The entire district is a part of the Deccan Traps flood basalts of the Cretaceous-Paleocene. Alluvium of the recent period is, however, found along the river Parbati in a narrow strip. The district has deep black and shallow black brown and alluvial soils of the northern region. Shajapur is a part of central Madhya Pradesh plateau and Ratlam plateau.
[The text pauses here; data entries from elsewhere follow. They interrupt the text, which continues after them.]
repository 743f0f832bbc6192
pub mod profile;
pub mod template;
//! Ingestion adapter: validates raw records against the site registry and
//! converts every RF quantity to spectral flux density.

pub mod source;

pub use source::{
    read_source, BrightnessRow, IndexedRecord, PsdUnit, RawRecord, SourceBatch, SourceFormat,
    SourceKind, SourceSpec, SpectrumRow, StationRow,
};

use crate::config::AnalysisConfig;
use crate::math::units::UnitConverter;
use crate::model::{
    FrequencyBand, Instrument, InstrumentKind, Measurement, Sample, Site, SiteRegistry,
    StationRecord,
};
use crate::prelude::{PipelineError, PipelineResult, ProcessingStage, StageMetadata};
use crate::telemetry::{LogManager, RunCounters};
use chrono::{DateTime, NaiveDateTime, TimeZone, Utc};
use std::sync::Arc;

/// Validated, time-ordered output of ingestion.
#[derive(Debug, Clone, Default)]
pub struct IngestOutput {
    pub samples: Vec<Sample>,
    pub stations: Vec<StationRecord>,
    pub metadata: StageMetadata,
}

enum Accepted {
    Sample(Sample),
    Station(StationRecord),
}

pub struct IngestStage {
    registry: Arc<SiteRegistry>,
    counters: Arc<RunCounters>,
    config: Option<AnalysisConfig>,
    logger: LogManager,
}

impl IngestStage {
    pub fn new(registry: Arc<SiteRegistry>, counters: Arc<RunCounters>) -> Self {
        Self {
            registry,
            counters,
            config: None,
            logger: LogManager::new("ingest"),
        }
    }

    fn accept(
        &self,
        config: &AnalysisConfig,
        label: &str,
        entry: &IndexedRecord,
    ) -> PipelineResult<Accepted> {
        let invalid = |reason: String| PipelineError::Validation {
            index: entry.index,
            source_label: label.to_string(),
            reason,
        };
        let record = entry
            .record
            .as_ref()
            .map_err(|e| invalid(format!("malformed record: {}", e)))?;

        match record {
            RawRecord::Spectrum(row) => {
                let (site, instrument) = self.resolve(
                    &row.site_id,
                    &row.instrument_id,
                    InstrumentKind::Spectrometer,
                    &invalid,
                )?;
                let timestamp = parse_timestamp(&row.timestamp).map_err(&invalid)?;
                let band = checked_band(row.freq_lower_hz, row.freq_upper_hz).map_err(&invalid)?;
                if !row.psd.is_finite() {
                    return Err(invalid(format!("non-finite psd {}", row.psd)));
                }
                let psd_w_m2_hz = match row.unit {
                    PsdUnit::WM2Hz if row.psd < 0.0 => {
                        return Err(invalid(format!("negative psd {}", row.psd)))
                    }
                    PsdUnit::WM2Hz => row.psd,
                    PsdUnit::DbmM2Hz => UnitConverter::dbm_to_watts(row.psd),
                };
                require_calibration(site, instrument)?;
                Ok(Accepted::Sample(Sample {
                    timestamp,
                    site_id: site.id.clone(),
                    category: site.category,
                    instrument_id: instrument.id.clone(),
                    band,
                    measurement: Measurement::PowerSpectralDensity {
                        w_m2_hz: psd_w_m2_hz,
                    },
                    psd_w_m2_hz,
                }))
            }
            RawRecord::Brightness(row) => {
                let (site, instrument) = self.resolve(
                    &row.site_id,
                    &row.instrument_id,
                    InstrumentKind::Radiometer,
                    &invalid,
                )?;
                let timestamp = parse_timestamp(&row.timestamp).map_err(&invalid)?;
                let band = checked_band(row.freq_lower_hz, row.freq_upper_hz).map_err(&invalid)?;
                if !row.brightness_k.is_finite() || row.brightness_k < 0.0 {
                    return Err(invalid(format!(
                        "brightness temperature {} K is not physical",
                        row.brightness_k
                    )));
                }
                require_calibration(site, instrument)?;
                let psd_w_m2_hz = UnitConverter::new(&config.constants)
                    .brightness_to_psd(row.brightness_k, band.center());
                Ok(Accepted::Sample(Sample {
                    timestamp,
                    site_id: site.id.clone(),
                    category: site.category,
                    instrument_id: instrument.id.clone(),
                    band,
                    measurement: Measurement::BrightnessTemperature {
                        kelvin: row.brightness_k,
                    },
                    psd_w_m2_hz,
                }))
            }
            RawRecord::Station(row) => {
                let (site, instrument) = self.resolve(
                    &row.site_id,
                    &row.instrument_id,
                    InstrumentKind::Station,
                    &invalid,
                )?;
                let timestamp = parse_timestamp(&row.timestamp).map_err(&invalid)?;
                if !row.temperature_k.is_finite() || row.temperature_k <= 0.0 {
                    return Err(invalid(format!(
                        "temperature {} K is not physical",
                        row.temperature_k
                    )));
                }
                if !(0.0..=100.0).contains(&row.humidity_percent) {
                    return Err(invalid(format!(
                        "humidity {} % outside [0, 100]",
                        row.humidity_percent
                    )));
                }
                Ok(Accepted::Station(StationRecord {
                    timestamp,
                    site_id: site.id.clone(),
                    instrument_id: instrument.id.clone(),
                    temperature_k: row.temperature_k,
                    humidity_percent: row.humidity_percent,
                }))
            }
        }
    }

    fn resolve<'r>(
        &'r self,
        site_id: &str,
        instrument_id: &str,
        kind: InstrumentKind,
        invalid: &dyn Fn(String) -> PipelineError,
    ) -> PipelineResult<(&'r Site, &'r Instrument)> {
        let site = self
            .registry
            .get(site_id)
            .ok_or_else(|| invalid(format!("unknown site {}", site_id)))?;
        let instrument = site.instrument(instrument_id).ok_or_else(|| {
            invalid(format!(
                "instrument {} is not registered at site {}",
                instrument_id, site_id
            ))
        })?;
        if instrument.kind != kind {
            return Err(invalid(format!(
                "instrument {} is a {:?}, expected {:?}",
                instrument_id, instrument.kind, kind
            )));
        }
        Ok((site, instrument))
    }
}

impl ProcessingStage for IngestStage {
    type Input = Vec<SourceBatch>;
    type Output = IngestOutput;

    fn initialize(&mut self, config: &AnalysisConfig) -> PipelineResult<()> {
        config.validate()?;
        if self.registry.is_empty() {
            return Err(PipelineError::InvalidConfig("site registry is empty".into()));
        }
        self.config = Some(config.clone());
        Ok(())
    }

    fn execute(&mut self, input: Self::Input) -> PipelineResult<Self::Output> {
        let config = self
            .config
            .as_ref()
            .ok_or_else(|| PipelineError::Internal("stage not initialized".into()))?;

        let mut output = IngestOutput::default();
        let mut converted = 0usize;
        for batch in &input {
            self.counters.record_read(batch.len());
            for entry in &batch.records {
                match self.accept(config, &batch.label, entry) {
                    Ok(Accepted::Sample(sample)) => {
                        if matches!(sample.measurement, Measurement::BrightnessTemperature { .. }) {
                            converted += 1;
                        }
                        self.counters.record_sample();
                        output.samples.push(sample);
                    }
                    Ok(Accepted::Station(record)) => {
                        self.counters.record_station();
                        output.stations.push(record);
                    }
                    Err(error) => {
                        self.counters.record_error(&error);
                        self.logger.skipped(&error.to_string());
                        if config.strict {
                            return Err(error);
                        }
                    }
                }
            }
        }

        output.samples.sort_by(|a, b| {
            a.timestamp
                .cmp(&b.timestamp)
                .then_with(|| a.site_id.cmp(&b.site_id))
                .then_with(|| a.instrument_id.cmp(&b.instrument_id))
                .then_with(|| a.band.lower_hz.total_cmp(&b.band.lower_hz))
                .then_with(|| a.band.upper_hz.total_cmp(&b.band.upper_hz))
        });
        output.stations.sort_by(|a, b| {
            a.timestamp
                .cmp(&b.timestamp)
                .then_with(|| a.site_id.cmp(&b.site_id))
                .then_with(|| a.instrument_id.cmp(&b.instrument_id))
        });

        let summary = format!(
            "accepted {} samples ({} from brightness temperature) and {} station records",
            output.samples.len(),
            converted,
            output.stations.len()
        );
        self.logger.record(&summary);
        output.metadata.notes.push(summary);
        Ok(output)
    }

    fn cleanup(&mut self) {
        self.config = None;
    }
}

fn require_calibration(site: &Site, instrument: &Instrument) -> PipelineResult<()> {
    match instrument.fractional_error {
        Some(_) => Ok(()),
        None => Err(PipelineError::CalibrationMissing {
            site: site.id.clone(),
            instrument: instrument.id.clone(),
        }),
    }
}

fn checked_band(lower_hz: f64, upper_hz: f64) -> Result<FrequencyBand, String> {
    let band = FrequencyBand::new(lower_hz, upper_hz);
    if band.is_valid() {
        Ok(band)
    } else {
        Err(format!("invalid frequency band {}", band))
    }
}

/// RFC 3339, or `YYYY-MM-DD HH:MM:SS` taken as UTC.
pub fn parse_timestamp(raw: &str) -> Result<DateTime<Utc>, String> {
    if let Ok(parsed) = DateTime::parse_from_rfc3339(raw) {
        return Ok(parsed.with_timezone(&Utc));
    }
    NaiveDateTime::parse_from_str(raw, "%Y-%m-%d %H:%M:%S")
        .map(|naive| Utc.from_utc_datetime(&naive))
        .map_err(|_| format!("malformed timestamp {:?}", raw))
}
Agar-Malwa (Baijnath Dham)
This is the western part of the district covering the major areas of Agar malwa tehsil. There is a hill tract in the west of Badod town showing scattered hillocks in a north-south direction. The presence of hills in the center has affected the drainage pattern. The height of this tract varies between 500 and 545 meters above the mean sea level and it slopes towards the north. Dudhaliy and Kachhol are the main streams in the west, originating from the hill tract and draining towards the west. Chhoti Kali Sindh, which is the main perennial stream of the region, flows northwards on the western border of the region.

Shajapur forested upland

The region stretches from north to south in the middle of the district covering considerable portions of Agar Malwa and Shajapur tehsils and a small part of Susner tehsil. It is a part of the Malwa plateau with typical topography. There is a continuous chain of hills throughout the entire region. The height of the region varies between 450 and 530 meters above the mean sea level. The surface height decreases towards the north. Since it is an upland area, a number of seasonal streams originate from this zone and drain mostly towards the east. Lakundar and Ahu are the main streams flowing from south to north in this region. The streams that join the Lakundar river on its left bank, originate from this hill tract. The Ahu river drains along the western border of the region. The hilly terrain is covered with forest.

Kali Sindh basin

The Kali Sindh basin stretches between the southern and northern limits of the district. It occupies the major parts of Susner and Shajapur tehsils and a very small part of Agar tehsil. The southern part of the region is hilly whereas the northern part is plain. The hills gradually decrease in height from south to north. There are a few scattered hillocks in the central and northern parts also. The altitude of the region varies between 450 and 528 meters above the mean sea level. Numerous streams originate from the hilly area and dissect the surface. Kali Sindh is the main river, which traverses through the hills and further flows on the eastern border of the district. Lakundar is the main rivulets of Kali Sindh that flows northwards. Geologically the entire region is a part of the Deccan Trap of the Cretaceous Eocene period.
Its main helping river is kanthal that is the major source of water in Soyat Kalan.

Shajapur upland

This region extends over the eastern part of the district covering the entire Shujalpur tehsil and a small segment of Shajapur tehsil. Being a part of the Malwa plateau, it presents a dissected topography. A hill range enters this region from the north and extends towards the south. The southern part of the region is an upland area and northern part is relatively low lying. In the south, the hills are scattered and are eroded by various streams. The height at the region varies between 435 and 507 meters above the main sea level. The 450 meters contour encircles the area along the Newaj river where the small hills are spread, and the Newaj dissects these hills. The eastern part of the region is a low and water dividing line of the western part can be decided by the tributaries of Newaj. The river Newaj and Parbati drains the region. The river Parbati flows northwards on the eastern border of the region while river Newaj flows in the middle of the region. Both the rivers are perennial.

Demographics

According to the 2011 census, Shajapur District has a population of 1,512,681, roughly equal to the nation of Gabon or the US state of Hawaii. This gives it a ranking of 330th in India (out of a total of 640). The district had a population density of . Its population growth rate over the decade 2001-2011 was 17.17%. Shajapur has a sex ratio of 939 females for every 1000 males, and a literacy rate of 70.17%.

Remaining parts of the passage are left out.